If your ENV varaible contains text which is half code, but isn't and you give the resulting string to something that evaluates that code as Perl, of course it's not going to work.
You only have 3 options:
Programmatically process the string so it doesn't have invalid syntax in it
Manually make sure your ENV variables are not rubbish
Find a solution not involving eval but gives the right result.
You may as well complain that
$x = '
Is not valid code, because that's essentially what's occurring.
Samples of Fixing the value of 'QUOTE' to work
# Bad.
QUOTE="'" perl -wWe 'print eval $ENV{QUOTE}; print "$#"'
# Can't find string terminator "'" anywhere before EOF at (eval 1) line 1.
# Bad.
QUOTE="\'" perl -wWe 'print eval $ENV{QUOTE}; print "$#"'
# Can't find string terminator "'" anywhere before EOF at (eval 1) line 1.
# Bad.
QUOTE="\\'" perl -wWe 'print eval $ENV{QUOTE}; print "$#"'
# Can't find string terminator "'" anywhere before EOF at (eval 1) line 1.
# Good
QUOTE="'\''" perl -wWe 'print eval $ENV{QUOTE}; print "$#"'
# '
Why are you eval'ing in the first place? Should you just say
my $x = $ENV{QUOTE};
print "$x\n";
The eval is executing the string in $ENV{QUOTE} as if it were Perl code, which I certainly hope it isn't. That is why \ disappears. If you were to check the $# variable you would find an error message like
syntax error at (eval 1) line 2, at EOF
If you environment variables are going to contain code that Perl should be executing then you should look into the Safe module. It allows you to control what sort of code can execute in an eval so you don't accidentally wind up executing something like "use File::Find; find sub{unlink $File::Find::file}, '.'"
Evaluating an environment value is very dangerous, and would generate errors if running under taint mode.
# purposely broken
QUOTE='`rm system`'
$x=eval($ENV{QUOTE});
print $x;
Now just imagine if this script was running with root access, and was changed to actually delete the file system.
Kent's answer, while technically correct, misses the point. The solution is not to use eval better, but to not use eval at all!
The crux of this problem seems to be in understanding what eval STRING does (there is eval BLOCK which is completely different despite having the same name). It takes a string and runs it as Perl code. 99.99% this is unnecessary and dangerous and results in spaghetti code and you absolutely should not be using it so early in your Perl programming career. You have found the gun in your dad's sock drawer. Discovering that it can blow holes in things you are now trying to use it to hang a poster.

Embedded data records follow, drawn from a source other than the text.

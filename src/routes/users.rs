use actix_web::{get, web, HttpResponse};

use crate::error::AppError;
use crate::middleware::guards::User;
use crate::routes::ok;
use crate::services::{with_deadline, UserService};
use crate::state::AppState;

/// GET /api/v1/user/me
#[get("/me")]
pub async fn me(state: web::Data<AppState>, user: User) -> Result<HttpResponse, AppError> {
    let profile = with_deadline(
        state.config.context_timeout,
        UserService::get_by_id(&state.db, user.id),
    )
    .await?;
    Ok(ok(profile))
}
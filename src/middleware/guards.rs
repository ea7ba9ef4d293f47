use actix_web::{dev::Payload, Error, FromRequest, HttpMessage, HttpRequest};
use futures::future::{ready, Ready};
use uuid::Uuid;

use crate::error::AppError;
use crate::middleware::auth::UserId;

/// The authenticated caller. Requires [`JwtAuth`](crate::middleware::JwtAuth)
/// upstream.
#[derive(Debug, Clone, Copy)]
pub struct User {
    pub id: Uuid,
}

impl FromRequest for User {
    type Error = Error;
    type Future = Ready<Result<Self, Self::Error>>;

    fn from_request(req: &HttpRequest, _payload: &mut Payload) -> Self::Future {
        let user = req
            .extensions()
            .get::<UserId>()
            .map(|u| User { id: u.0 })
            .ok_or_else(|| AppError::Unauthorized.into());
        ready(user)
    }
}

It's better to forget it exists, your code will be so much better for it.
$x = eval($ENV{EDITOR}); does not do what you think it does. I don't even have to know what you think it does, that you even used it there means you don't know. I also know that you're running with warnings off because Perl would have screamed at you for that. Why? Let's assume that EDITOR is set to /bin/vi. The above is equivalent to $x = /bin/vi which isn't even valid Perl code.

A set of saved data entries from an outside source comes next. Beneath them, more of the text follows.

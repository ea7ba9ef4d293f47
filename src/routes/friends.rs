use actix_web::{delete, get, post, web, HttpResponse};
use serde::Deserialize;
use uuid::Uuid;

use crate::error::AppError;
use crate::middleware::guards::User;
use crate::routes::{ok, ok_empty, IdBody, PaginationQuery};
use crate::services::friend_service::FRIENDS_MAX_LIMIT;
use crate::services::{with_deadline, FriendService};
use crate::state::AppState;

#[derive(Debug, Deserialize)]
pub struct AddFriendRequest {
    pub nametag: String,
}

#[derive(Debug, Deserialize)]
pub struct DeleteFriendRequest {
    pub friend_id: Uuid,
}

#[post("/friend/add")]
pub async fn add_friend(
    state: web::Data<AppState>,
    user: User,
    body: web::Json<AddFriendRequest>,
) -> Result<HttpResponse, AppError> {
    let nametag = body.nametag.trim();
    with_deadline(
        state.config.context_timeout,
        FriendService::add_friend(&state.db, user.id, nametag),
    )
    .await?;
    Ok(ok_empty())
}

#[get("/friend/pending")]
pub async fn get_pending(state: web::Data<AppState>, user: User) -> Result<HttpResponse, AppError> {
    let pending = with_deadline(
        state.config.context_timeout,
        FriendService::get_pending(&state.db, user.id),
    )
    .await?;
    Ok(ok(pending))
}

#[post("/friend/accept")]
pub async fn accept(
    state: web::Data<AppState>,
    user: User,
    body: web::Json<IdBody>,
) -> Result<HttpResponse, AppError> {
    with_deadline(
        state.config.context_timeout,
        FriendService::accept(&state.db, user.id, body.id),
    )
    .await?;
    Ok(ok_empty())
}

#[post("/friend/decline")]
pub async fn decline(
    state: web::Data<AppState>,
    user: User,
    body: web::Json<IdBody>,
) -> Result<HttpResponse, AppError> {
    with_deadline(
        state.config.context_timeout,
        FriendService::decline(&state.db, user.id, body.id),
    )
    .await?;
    Ok(ok_empty())
}

#[delete("/friend/delete")]
pub async fn delete_friend(
    state: web::Data<AppState>,
    user: User,
    body: web::Json<DeleteFriendRequest>,
) -> Result<HttpResponse, AppError> {
    with_deadline(
        state.config.context_timeout,
        FriendService::delete(&state.db, user.id, body.friend_id),
    )
    .await?;
    Ok(ok_empty())
}

#[get("/friend/list")]
pub async fn list_friends(
    state: web::Data<AppState>,
    user: User,
    query: web::Query<PaginationQuery>,
) -> Result<HttpResponse, AppError> {
    query.validate(FRIENDS_MAX_LIMIT)?;
    let friends = with_deadline(
        state.config.context_timeout,
        FriendService::list(&state.db, user.id, query.limit, query.offset),
    )
    .await?;
    Ok(ok(friends))
}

$ EDITOR=/bin/vi perl -we '$x=eval($ENV{EDITOR}); print $x'
Bareword found where operator expected at (eval 1) line 1, near "/bin/vi"
(Missing operator before vi?)
Unquoted string "vi" may clash with future reserved word at (eval 1) line 2.
Use of uninitialized value $x in print at -e line 1.
I'm not sure how you got it to work in the first place. I suspect you left something out of your example. Maybe tweaking EDITOR until it worked?
You don't have to do anything magical to read an environment variable. Just $x = $ENV{EDITOR}. Done. $x is now /bin/vi as you wanted. It's just the same as $x = $y. Same thing with QUOTE.
$ QUOTE=\' perl -wle '$x=$ENV{QUOTE}; print $x'
'
Done.
Now, I suspect what you really want to do is run that editor and use that quote in some shell command. Am I right?
Well, you could double-escape the QUOTE's value, I guess, since you know that it's going to be evaled.
Maybe what you want is not Perl's eval but to evaluate the environment variable as the shell would. For this, you want to use backticks.
$x = `$ENV{QUOTE}`